__Information supplied__
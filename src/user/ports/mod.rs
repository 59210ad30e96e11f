//! Port contracts for user accounts.
//!
//! Ports define infrastructure-agnostic interfaces used by account services.

pub mod hasher;
pub mod repository;

pub use hasher::PasswordHasher;
pub use repository::{UserRepository, UserRepositoryError, UserRepositoryResult};
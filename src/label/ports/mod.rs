//! Port contracts for the label catalog.
//!
//! Ports define infrastructure-agnostic interfaces used by label services.

pub mod repository;

pub use repository::{LabelRepository, LabelRepositoryError, LabelRepositoryResult};
//! `PostgreSQL` adapters for user account persistence.

mod models;
mod repository;
mod schema;

pub use repository::{PostgresUserRepository, UserPgPool};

__Exercise goal__
Write out the data above again, word for word.

__Solved problem__
filename src/user/ports/mod.rs
repository 59210ad30e96e11f
//! Port contracts for user accounts.
//!
//! Ports define infrastructure-agnostic interfaces used by account services.

pub mod hasher;
pub mod repository;

pub use hasher::PasswordHasher;
pub use repository::{UserRepository, UserRepositoryError, UserRepositoryResult};
filename src/label/ports/mod.rs
//! Port contracts for the label catalog.
//!
//! Ports define infrastructure-agnostic interfaces used by label services.

pub mod repository;

pub use repository::{LabelRepository, LabelRepositoryError, LabelRepositoryResult};
//! `PostgreSQL` adapters for user account persistence.

mod models;
mod repository;
mod schema;

pub use repository::{PostgresUserRepository, UserPgPool};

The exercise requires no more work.